If that wasn’t making things hard enough, the mod’s developers have added extra survival elements, like the need to eat and drink water. Two things which you’ll want to do, since you take the role of a persistent player; leave a game and, if you’re still alive, you’ll come back in the same spot with the same gear. Die, though, and that’s it. The weapons and tins of beans you worked so hard to get are gone.

If that doesn’t sound like fun, it’s not! Fun isn’t the right word to use for this. It’s scary, definitely, especially if you’re stupid enough to walk into a large town by yourself. It’s also boring, a game full of long sequences where you’re doing little but walking around an island with nothing but the wind and birds to keep you company. What I felt most though was a sense of fascination. The game wasn’t in killing zombies. It was in interacting with the other survivors.

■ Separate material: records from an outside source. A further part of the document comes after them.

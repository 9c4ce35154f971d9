use std::collections::BTreeMap;
use std::fmt;

use serde::ser::{Serialize, SerializeMap, Serializer};

/// Form fields that can carry messages, in declaration order.
#[derive(Debug, Clone, Copy, PartialEq, Eq, PartialOrd, Ord, Hash)]
pub enum Field {
    Id,
    CustomerId,
    Amount,
    Status,
}

impl Field {
    /// Name of the field in the submitted form.
    pub fn as_str(&self) -> &'static str {
        match self {
            Field::Id => "id",
            Field::CustomerId => "customerId",
            Field::Amount => "amount",
            Field::Status => "status",
        }
    }
}

impl fmt::Display for Field {
    fn fmt(&self, f: &mut fmt::Formatter<'_>) -> fmt::Result {
        f.write_str(self.as_str())
    }
}

/// Messages per field. Fields iterate in declaration order and each field
/// keeps its messages in the order they were first added, without repeats.
#[derive(Debug, Clone, Default, PartialEq, Eq)]
pub struct FieldErrors(BTreeMap<Field, Vec<String>>);

impl FieldErrors {
    pub fn add(&mut self, field: Field, message: impl Into<String>) {
        let message = message.into();
        let messages = self.0.entry(field).or_default();
        if !messages.contains(&message) {
            messages.push(message);
        }
    }

    /// Record the error side of `result` under `field` and hand back the value.
    pub fn check<T>(&mut self, field: Field, result: Result<T, String>) -> Option<T> {
        match result {
            Ok(value) => Some(value),
            Err(message) => {
                self.add(field, message);
                None
            }
        }
    }

    pub fn merge(&mut self, other: FieldErrors) {
        for (field, messages) in other.0 {
            for message in messages {
                self.add(field, message);
            }
        }
    }

    pub fn get(&self, field: Field) -> Option<&[String]> {
        self.0.get(&field).map(Vec::as_slice)
    }

    pub fn contains(&self, field: Field) -> bool {
        self.0.contains_key(&field)
    }

    pub fn fields(&self) -> impl Iterator<Item = Field> + '_ {
        self.0.keys().copied()
    }

    pub fn is_empty(&self) -> bool {
        self.0.is_empty()
    }
}

impl fmt::Display for FieldErrors {
    fn fmt(&self, f: &mut fmt::Formatter<'_>) -> fmt::Result {
        let mut first = true;
        for (field, messages) in &self.0 {
            if !first {
                f.write_str("; ")?;
            }
            first = false;
            write!(f, "{}: {}", field, messages.join(", "))?;
        }
        Ok(())
    }
}

impl Serialize for FieldErrors {
    fn serialize<S: Serializer>(&self, serializer: S) -> Result<S::Ok, S::Error> {
        let mut map = serializer.serialize_map(Some(self.0.len()))?;
        for (field, messages) in &self.0 {
            map.serialize_entry(field.as_str(), messages)?;
        }
        map.end()
    }
}
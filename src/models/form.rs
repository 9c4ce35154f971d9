use std::collections::HashMap;

use serde::{Deserialize, Serialize};

use crate::validation::FieldErrors;

/// Raw fields of a submitted form. Any field may be missing.
#[derive(Debug, Clone, Default, PartialEq, Eq, Deserialize)]
#[serde(transparent)]
pub struct FormData {
    fields: HashMap<String, String>,
}

impl FormData {
    pub fn new() -> Self {
        Self::default()
    }

    pub fn get(&self, name: &str) -> Option<&str> {
        self.fields.get(name).map(String::as_str)
    }

    pub fn insert(&mut self, name: impl Into<String>, value: impl Into<String>) {
        self.fields.insert(name.into(), value.into());
    }

    /// Builder-style `insert`.
    pub fn with(mut self, name: impl Into<String>, value: impl Into<String>) -> Self {
        self.insert(name, value);
        self
    }
}

impl<K, V> FromIterator<(K, V)> for FormData
where
    K: Into<String>,
    V: Into<String>,
{
    fn from_iter<I: IntoIterator<Item = (K, V)>>(iter: I) -> Self {
        Self {
            fields: iter
                .into_iter()
                .map(|(k, v)| (k.into(), v.into()))
                .collect(),
        }
    }
}

/// State handed back to the form when an action does not navigate away.
#[derive(Debug, Clone, Default, PartialEq, Serialize)]
pub struct FormState {
    #[serde(skip_serializing_if = "FieldErrors::is_empty")]
    pub errors: FieldErrors,
    pub message: Option<String>,
}

impl FormState {
    pub fn with_message(message: impl Into<String>) -> Self {
        Self {
            errors: FieldErrors::default(),
            message: Some(message.into()),
        }
    }

    pub fn with_errors(errors: FieldErrors, message: impl Into<String>) -> Self {
        Self {
            errors,
            message: Some(message.into()),
        }
    }
}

While there’s no map, group chat functions are still available, meaning rudimentary directions can be given. Naturally, this usually entails survivors broadcasting their location so others can join them. Sometimes this means they’ll do just that, and help each other out, sharing bandages, ammunition and food. Other times, it’s a trick, and they’re arseholes luring you into a trap so they can take you out and steal your stuff.

In my first game, I’d managed six kills before dying. I wasn’t killed by a zombie, or another human; I’d been helpfully told where a rifle was, but before the veteran could say “DON’T CLIMB THAT LADDER WITH YOUR PISTOL DRAWN OR YOU’LL DIE”, I’d climbed that ladder with my pistol drawn and, thanks to a bug (the mod is still in alpha), fell and died. Regrettable, but still, he was just trying to help!

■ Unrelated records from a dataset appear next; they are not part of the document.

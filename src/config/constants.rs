//! Configuration constants.
//!
//! This module defines the operational constants used throughout the application,
//! including the SPF lookup budget, worker defaults and DNS timeouts.

use std::net::{IpAddr, Ipv4Addr};

/// Default number of concurrent domain assessments.
pub const DEFAULT_WORKERS: usize = 4;

/// Interval in seconds between progress log lines during a batch run.
pub const LOGGING_INTERVAL: u64 = 5;

// Network operation timeouts
/// DNS query timeout in seconds
/// Most TXT/SOA lookups complete in well under a second; 3s fails fast on dead servers
pub const DNS_TIMEOUT_SECS: u64 = 3;
/// Number of attempts the resolver makes per query before giving up
pub const DNS_ATTEMPTS: usize = 2;

/// Maximum number of DNS-consuming SPF terms allowed by RFC 7208 section 4.6.4.
///
/// A chain whose cost is strictly greater than this value is flagged as exceeding
/// the budget; exactly this many lookups is still compliant.
pub const SPF_LOOKUP_BUDGET: u32 = 10;

/// Public resolvers tried, in order, when the authoritative server does not
/// return both an SPF and a DMARC record.
pub const PUBLIC_RESOLVERS: [IpAddr; 3] = [
    IpAddr::V4(Ipv4Addr::new(1, 1, 1, 1)),
    IpAddr::V4(Ipv4Addr::new(8, 8, 8, 8)),
    IpAddr::V4(Ipv4Addr::new(9, 9, 9, 9)),
];

/// Maximum length of a domain name (RFC 1035 presentation format, without trailing dot).
pub const MAX_DOMAIN_LENGTH: usize = 253;

/// Label prefix under which DMARC records are published.
pub const DMARC_LABEL: &str = "_dmarc";

/// Selector and label under which BIMI records are published.
pub const BIMI_LABEL: &str = "default._bimi";
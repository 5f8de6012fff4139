// Domain module tests.

use super::*;
use tldextract::TldOption;

fn test_extractor() -> TldExtractor {
    TldExtractor::new(TldOption::default())
}

#[test]
fn test_normalize_plain_domain() {
    assert_eq!(normalize_domain("example.com").unwrap(), "example.com");
}

#[test]
fn test_normalize_trims_and_lowercases() {
    assert_eq!(normalize_domain("  Example.COM \n").unwrap(), "example.com");
}

#[test]
fn test_normalize_strips_scheme_and_path() {
    assert_eq!(
        normalize_domain("https://www.example.com/path?x=1").unwrap(),
        "www.example.com"
    );
    assert_eq!(normalize_domain("HTTP://example.com").unwrap(), "example.com");
}

#[test]
fn test_normalize_strips_trailing_dot() {
    assert_eq!(normalize_domain("example.com.").unwrap(), "example.com");
}

#[test]
fn test_normalize_rejects_empty() {
    assert!(normalize_domain("   ").is_err());
    assert!(normalize_domain("https://").is_err());
}

#[test]
fn test_normalize_rejects_whitespace_inside() {
    let err = normalize_domain("exa mple.com").unwrap_err();
    assert!(err.to_string().contains("whitespace"));
}

#[test]
fn test_normalize_rejects_invalid_characters() {
    let err = normalize_domain("exa$mple.com").unwrap_err();
    assert!(err.to_string().contains("invalid character '$'"));
}

#[test]
fn test_normalize_rejects_empty_label() {
    assert!(normalize_domain("example..com").is_err());
    assert!(normalize_domain(".example.com").is_err());
}

#[test]
fn test_normalize_rejects_overlong_name() {
    let long = format!("{}.com", "a".repeat(MAX_DOMAIN_LENGTH));
    let err = normalize_domain(&long).unwrap_err();
    assert!(err.to_string().contains("253"));
}

#[test]
fn test_normalize_allows_underscore_labels() {
    assert_eq!(
        normalize_domain("_dmarc.example.com").unwrap(),
        "_dmarc.example.com"
    );
}

#[test]
fn test_context_for_registered_domain() {
    let ctx = DomainContext::new(&test_extractor(), "example.com").unwrap();
    assert!(!ctx.is_subdomain);
    assert_eq!(ctx.organizational_domain, "example.com");
    assert_eq!(ctx.domain_type(), "domain");
}

#[test]
fn test_context_for_subdomain() {
    let ctx = DomainContext::new(&test_extractor(), "mail.example.com").unwrap();
    assert!(ctx.is_subdomain);
    assert_eq!(ctx.domain, "mail.example.com");
    assert_eq!(ctx.organizational_domain, "example.com");
    assert_eq!(ctx.domain_type(), "subdomain");
}

#[test]
fn test_context_multi_part_suffix() {
    let ctx = DomainContext::new(&test_extractor(), "a.b.example.co.uk").unwrap();
    assert!(ctx.is_subdomain);
    assert_eq!(ctx.organizational_domain, "example.co.uk");

    let ctx = DomainContext::new(&test_extractor(), "example.co.uk").unwrap();
    assert!(!ctx.is_subdomain);
}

The second time? A survivor told me he was down at a dock. I rushed to join him, met up, exchanged awkward hellos and went off to find others. Two seconds later, we’re both dead, another veteran having overheard our conversation, hunted us down and stolen what little equipment we had worth salvaging.

It can be very frustrating the first time it happens, but then, isn’t this exactly what would happen in a real zombie apocalypse? Some people would band together, sure, but others would certainly try and tear us apart, a selfish desire to survive overriding their need for safety in numbers.

There aren’t really sides in this conflict. You just assume the role through your behaviour in the game. It’s so damn simple, yet it’s what transforms this from being a bleak and interesting mod into something compelling. So compelling I’ve been playing it almost non-stop. So compelling it’s sitting minimised on my taskbar right now, waiting for me to finish writing this so I can get back to it.

If you’ve got ArmA II and ArmA II Operation Arrowhead, head here to get the mod. If you don’t, you should maybe look into it. This is definitely worth it.